Study material:
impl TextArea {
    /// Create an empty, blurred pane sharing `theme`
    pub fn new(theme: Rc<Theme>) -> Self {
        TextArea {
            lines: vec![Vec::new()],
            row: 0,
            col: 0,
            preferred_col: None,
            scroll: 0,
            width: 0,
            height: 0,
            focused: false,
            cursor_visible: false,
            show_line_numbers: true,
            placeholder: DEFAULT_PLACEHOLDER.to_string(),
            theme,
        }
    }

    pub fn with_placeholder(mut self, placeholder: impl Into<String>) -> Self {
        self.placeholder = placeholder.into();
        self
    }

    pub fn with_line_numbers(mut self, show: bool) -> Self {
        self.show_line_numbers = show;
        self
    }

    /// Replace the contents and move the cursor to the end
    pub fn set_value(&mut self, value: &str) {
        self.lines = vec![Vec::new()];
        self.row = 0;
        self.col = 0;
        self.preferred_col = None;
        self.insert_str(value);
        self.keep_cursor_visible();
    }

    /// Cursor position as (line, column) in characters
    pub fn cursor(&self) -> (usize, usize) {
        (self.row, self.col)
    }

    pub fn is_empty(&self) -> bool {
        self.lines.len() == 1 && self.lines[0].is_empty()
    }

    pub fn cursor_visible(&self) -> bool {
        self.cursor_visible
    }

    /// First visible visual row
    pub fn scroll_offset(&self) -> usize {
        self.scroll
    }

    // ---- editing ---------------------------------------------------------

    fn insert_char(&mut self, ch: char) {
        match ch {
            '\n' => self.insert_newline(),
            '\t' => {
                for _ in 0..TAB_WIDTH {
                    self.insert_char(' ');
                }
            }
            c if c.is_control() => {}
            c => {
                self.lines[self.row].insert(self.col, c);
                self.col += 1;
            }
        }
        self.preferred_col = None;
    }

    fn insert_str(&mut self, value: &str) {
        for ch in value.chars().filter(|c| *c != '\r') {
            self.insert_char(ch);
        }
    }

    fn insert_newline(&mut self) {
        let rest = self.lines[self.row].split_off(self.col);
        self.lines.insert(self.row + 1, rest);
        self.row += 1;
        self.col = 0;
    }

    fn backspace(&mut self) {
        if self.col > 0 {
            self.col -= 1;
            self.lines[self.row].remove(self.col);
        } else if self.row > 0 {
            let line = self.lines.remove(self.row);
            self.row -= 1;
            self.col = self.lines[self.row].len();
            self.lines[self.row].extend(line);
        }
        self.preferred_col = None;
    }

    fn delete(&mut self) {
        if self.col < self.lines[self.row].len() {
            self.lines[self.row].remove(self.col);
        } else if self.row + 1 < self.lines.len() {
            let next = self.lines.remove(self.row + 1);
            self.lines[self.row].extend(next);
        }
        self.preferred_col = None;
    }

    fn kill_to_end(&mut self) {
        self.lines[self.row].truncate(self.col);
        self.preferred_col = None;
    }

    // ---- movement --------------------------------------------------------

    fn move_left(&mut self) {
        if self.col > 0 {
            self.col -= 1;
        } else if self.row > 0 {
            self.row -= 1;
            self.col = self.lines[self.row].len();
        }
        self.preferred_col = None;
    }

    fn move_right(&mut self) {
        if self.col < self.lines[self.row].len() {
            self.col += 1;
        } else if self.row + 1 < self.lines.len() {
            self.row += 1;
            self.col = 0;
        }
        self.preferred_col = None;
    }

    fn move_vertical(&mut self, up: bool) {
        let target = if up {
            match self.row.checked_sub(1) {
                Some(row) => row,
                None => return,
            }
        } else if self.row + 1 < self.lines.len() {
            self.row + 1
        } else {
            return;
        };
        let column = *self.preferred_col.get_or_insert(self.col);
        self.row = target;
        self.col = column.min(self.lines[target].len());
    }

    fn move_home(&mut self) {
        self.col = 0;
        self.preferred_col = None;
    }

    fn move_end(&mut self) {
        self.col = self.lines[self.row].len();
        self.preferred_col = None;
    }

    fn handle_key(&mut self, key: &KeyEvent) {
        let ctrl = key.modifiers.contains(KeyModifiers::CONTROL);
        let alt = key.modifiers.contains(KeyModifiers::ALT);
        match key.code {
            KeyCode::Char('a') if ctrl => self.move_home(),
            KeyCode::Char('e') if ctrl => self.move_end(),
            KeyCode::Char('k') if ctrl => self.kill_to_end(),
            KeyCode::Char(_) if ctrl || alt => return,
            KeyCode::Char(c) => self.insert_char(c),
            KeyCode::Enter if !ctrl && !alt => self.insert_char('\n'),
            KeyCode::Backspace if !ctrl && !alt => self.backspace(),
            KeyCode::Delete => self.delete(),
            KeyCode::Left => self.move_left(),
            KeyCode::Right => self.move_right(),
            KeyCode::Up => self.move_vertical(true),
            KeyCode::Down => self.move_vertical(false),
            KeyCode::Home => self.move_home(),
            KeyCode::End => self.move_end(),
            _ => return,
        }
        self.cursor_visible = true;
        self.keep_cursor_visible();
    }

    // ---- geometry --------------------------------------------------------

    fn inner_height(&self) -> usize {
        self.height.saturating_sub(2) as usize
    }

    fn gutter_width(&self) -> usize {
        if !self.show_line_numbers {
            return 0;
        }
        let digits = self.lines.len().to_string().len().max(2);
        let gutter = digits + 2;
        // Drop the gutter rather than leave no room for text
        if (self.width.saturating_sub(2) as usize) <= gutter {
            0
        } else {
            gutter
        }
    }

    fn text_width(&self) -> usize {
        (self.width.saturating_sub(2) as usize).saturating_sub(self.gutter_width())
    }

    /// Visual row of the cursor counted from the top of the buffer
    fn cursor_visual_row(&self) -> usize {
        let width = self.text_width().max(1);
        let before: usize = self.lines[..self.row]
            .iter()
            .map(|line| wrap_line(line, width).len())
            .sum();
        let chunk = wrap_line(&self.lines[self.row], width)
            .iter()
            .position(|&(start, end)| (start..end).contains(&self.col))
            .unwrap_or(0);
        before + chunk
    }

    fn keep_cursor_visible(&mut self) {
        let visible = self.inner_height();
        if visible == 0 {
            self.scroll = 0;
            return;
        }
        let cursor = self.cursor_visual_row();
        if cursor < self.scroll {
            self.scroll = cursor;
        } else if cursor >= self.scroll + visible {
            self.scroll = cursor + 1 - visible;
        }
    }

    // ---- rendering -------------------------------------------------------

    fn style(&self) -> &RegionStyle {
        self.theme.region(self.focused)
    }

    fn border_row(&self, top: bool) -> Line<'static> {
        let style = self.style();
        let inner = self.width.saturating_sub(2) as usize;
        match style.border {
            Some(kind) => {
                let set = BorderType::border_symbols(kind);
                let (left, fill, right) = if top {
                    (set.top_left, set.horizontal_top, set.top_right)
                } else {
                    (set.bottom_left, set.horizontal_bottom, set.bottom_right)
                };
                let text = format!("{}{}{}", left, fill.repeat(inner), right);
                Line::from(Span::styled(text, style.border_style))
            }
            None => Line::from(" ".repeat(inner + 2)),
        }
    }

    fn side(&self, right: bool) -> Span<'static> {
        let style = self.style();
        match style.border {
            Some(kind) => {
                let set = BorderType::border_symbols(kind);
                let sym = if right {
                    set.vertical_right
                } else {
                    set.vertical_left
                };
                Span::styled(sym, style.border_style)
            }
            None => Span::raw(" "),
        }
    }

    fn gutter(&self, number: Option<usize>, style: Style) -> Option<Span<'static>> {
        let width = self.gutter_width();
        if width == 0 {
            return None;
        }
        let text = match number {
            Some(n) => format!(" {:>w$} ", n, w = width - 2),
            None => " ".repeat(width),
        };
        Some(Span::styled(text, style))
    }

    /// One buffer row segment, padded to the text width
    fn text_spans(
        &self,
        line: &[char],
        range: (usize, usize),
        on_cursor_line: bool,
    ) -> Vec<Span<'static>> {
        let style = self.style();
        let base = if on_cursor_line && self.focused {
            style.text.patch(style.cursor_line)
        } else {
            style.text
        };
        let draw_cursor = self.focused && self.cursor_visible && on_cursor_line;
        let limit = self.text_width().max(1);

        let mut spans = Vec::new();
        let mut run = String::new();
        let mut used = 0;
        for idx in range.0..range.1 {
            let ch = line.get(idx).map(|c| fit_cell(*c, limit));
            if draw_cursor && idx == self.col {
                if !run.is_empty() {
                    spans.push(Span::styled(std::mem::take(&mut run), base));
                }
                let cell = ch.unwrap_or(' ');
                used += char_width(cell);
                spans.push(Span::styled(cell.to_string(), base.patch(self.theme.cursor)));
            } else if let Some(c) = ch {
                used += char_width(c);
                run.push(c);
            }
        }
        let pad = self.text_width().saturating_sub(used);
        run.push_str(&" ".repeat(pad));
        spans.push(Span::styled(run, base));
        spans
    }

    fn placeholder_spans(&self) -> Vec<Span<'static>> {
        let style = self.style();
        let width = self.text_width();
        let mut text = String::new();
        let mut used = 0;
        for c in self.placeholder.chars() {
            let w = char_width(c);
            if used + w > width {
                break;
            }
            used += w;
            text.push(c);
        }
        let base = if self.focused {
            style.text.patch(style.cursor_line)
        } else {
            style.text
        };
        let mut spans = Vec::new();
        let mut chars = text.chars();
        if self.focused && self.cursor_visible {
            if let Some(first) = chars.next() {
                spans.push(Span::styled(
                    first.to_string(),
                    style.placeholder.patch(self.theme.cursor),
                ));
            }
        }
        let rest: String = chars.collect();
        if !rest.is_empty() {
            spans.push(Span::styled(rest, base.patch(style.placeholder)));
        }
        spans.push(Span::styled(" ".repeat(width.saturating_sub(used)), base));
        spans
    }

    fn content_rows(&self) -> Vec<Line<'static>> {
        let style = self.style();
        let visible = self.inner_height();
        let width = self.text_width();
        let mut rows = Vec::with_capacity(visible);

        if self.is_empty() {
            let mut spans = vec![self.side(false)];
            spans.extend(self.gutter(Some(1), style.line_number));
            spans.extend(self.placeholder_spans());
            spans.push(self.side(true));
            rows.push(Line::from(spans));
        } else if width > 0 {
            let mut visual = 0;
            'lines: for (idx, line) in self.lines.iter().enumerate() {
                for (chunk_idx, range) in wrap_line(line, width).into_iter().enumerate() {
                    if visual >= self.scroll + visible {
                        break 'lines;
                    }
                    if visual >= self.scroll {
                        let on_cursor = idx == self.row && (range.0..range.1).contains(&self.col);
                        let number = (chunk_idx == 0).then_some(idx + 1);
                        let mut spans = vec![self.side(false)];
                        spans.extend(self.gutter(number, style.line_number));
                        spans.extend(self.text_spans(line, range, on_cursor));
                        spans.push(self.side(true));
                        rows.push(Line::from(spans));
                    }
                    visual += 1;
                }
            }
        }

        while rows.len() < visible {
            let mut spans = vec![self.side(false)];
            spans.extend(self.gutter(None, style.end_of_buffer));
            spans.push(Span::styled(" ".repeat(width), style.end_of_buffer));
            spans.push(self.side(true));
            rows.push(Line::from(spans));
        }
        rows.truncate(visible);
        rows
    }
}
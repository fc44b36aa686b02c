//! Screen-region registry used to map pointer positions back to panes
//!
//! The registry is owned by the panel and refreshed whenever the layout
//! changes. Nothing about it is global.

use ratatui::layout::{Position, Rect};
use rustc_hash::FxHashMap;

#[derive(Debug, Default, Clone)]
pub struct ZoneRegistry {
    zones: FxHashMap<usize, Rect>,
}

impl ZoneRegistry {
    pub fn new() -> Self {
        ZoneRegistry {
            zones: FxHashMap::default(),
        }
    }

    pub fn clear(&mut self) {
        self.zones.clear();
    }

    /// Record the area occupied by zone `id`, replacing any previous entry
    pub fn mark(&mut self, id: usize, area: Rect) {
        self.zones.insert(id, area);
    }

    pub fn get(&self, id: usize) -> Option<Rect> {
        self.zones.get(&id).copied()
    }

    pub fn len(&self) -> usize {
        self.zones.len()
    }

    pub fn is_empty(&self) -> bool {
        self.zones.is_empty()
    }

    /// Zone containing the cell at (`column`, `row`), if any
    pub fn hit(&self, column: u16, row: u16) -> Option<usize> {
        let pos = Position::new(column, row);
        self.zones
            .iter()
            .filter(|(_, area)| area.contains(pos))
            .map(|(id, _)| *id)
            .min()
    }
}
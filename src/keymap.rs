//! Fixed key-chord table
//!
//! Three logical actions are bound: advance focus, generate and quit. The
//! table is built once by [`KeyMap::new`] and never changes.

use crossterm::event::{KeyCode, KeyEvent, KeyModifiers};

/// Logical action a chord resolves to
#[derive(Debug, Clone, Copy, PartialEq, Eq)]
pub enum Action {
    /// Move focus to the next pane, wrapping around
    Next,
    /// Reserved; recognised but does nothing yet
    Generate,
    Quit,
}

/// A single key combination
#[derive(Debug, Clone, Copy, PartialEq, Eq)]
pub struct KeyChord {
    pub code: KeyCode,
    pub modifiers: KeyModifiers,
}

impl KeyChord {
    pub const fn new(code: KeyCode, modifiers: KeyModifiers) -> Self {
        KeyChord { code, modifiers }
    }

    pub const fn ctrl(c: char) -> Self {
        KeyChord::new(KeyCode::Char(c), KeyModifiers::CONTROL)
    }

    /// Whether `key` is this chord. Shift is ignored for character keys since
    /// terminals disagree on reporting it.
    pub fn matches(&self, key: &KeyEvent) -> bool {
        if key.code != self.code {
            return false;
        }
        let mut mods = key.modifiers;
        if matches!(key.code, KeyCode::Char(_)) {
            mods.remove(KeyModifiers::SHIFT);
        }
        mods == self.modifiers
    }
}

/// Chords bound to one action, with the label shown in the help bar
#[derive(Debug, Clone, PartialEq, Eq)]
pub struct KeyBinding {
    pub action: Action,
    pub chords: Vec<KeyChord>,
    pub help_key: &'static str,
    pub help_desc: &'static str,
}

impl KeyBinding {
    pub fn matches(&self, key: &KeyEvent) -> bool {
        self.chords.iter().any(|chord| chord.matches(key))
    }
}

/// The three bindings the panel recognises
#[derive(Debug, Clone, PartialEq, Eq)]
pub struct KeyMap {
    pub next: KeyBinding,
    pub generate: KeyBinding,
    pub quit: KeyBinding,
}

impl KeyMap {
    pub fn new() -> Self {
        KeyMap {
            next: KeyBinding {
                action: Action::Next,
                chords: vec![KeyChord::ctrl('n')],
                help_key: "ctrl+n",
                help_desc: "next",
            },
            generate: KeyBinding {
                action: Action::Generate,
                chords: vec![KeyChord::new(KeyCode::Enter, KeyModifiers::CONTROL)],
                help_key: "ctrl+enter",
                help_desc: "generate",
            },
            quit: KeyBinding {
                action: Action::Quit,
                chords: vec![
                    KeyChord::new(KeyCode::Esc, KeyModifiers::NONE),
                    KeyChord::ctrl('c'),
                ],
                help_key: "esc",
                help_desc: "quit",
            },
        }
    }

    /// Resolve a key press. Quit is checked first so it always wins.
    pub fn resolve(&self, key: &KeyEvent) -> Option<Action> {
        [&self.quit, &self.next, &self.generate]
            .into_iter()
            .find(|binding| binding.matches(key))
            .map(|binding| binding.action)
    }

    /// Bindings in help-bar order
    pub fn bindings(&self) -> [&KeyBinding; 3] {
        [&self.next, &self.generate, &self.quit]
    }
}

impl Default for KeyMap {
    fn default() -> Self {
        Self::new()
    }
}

Activity: Write out, from the lines above, only those from the line with "on reporting it." to the line with "if matches!(key.code, KeyCode::Char(_))", exactly as given, including the first and the last.

Reply:
    /// terminals disagree on reporting it.
    pub fn matches(&self, key: &KeyEvent) -> bool {
        if key.code != self.code {
            return false;
        }
        let mut mods = key.modifiers;
        if matches!(key.code, KeyCode::Char(_)) {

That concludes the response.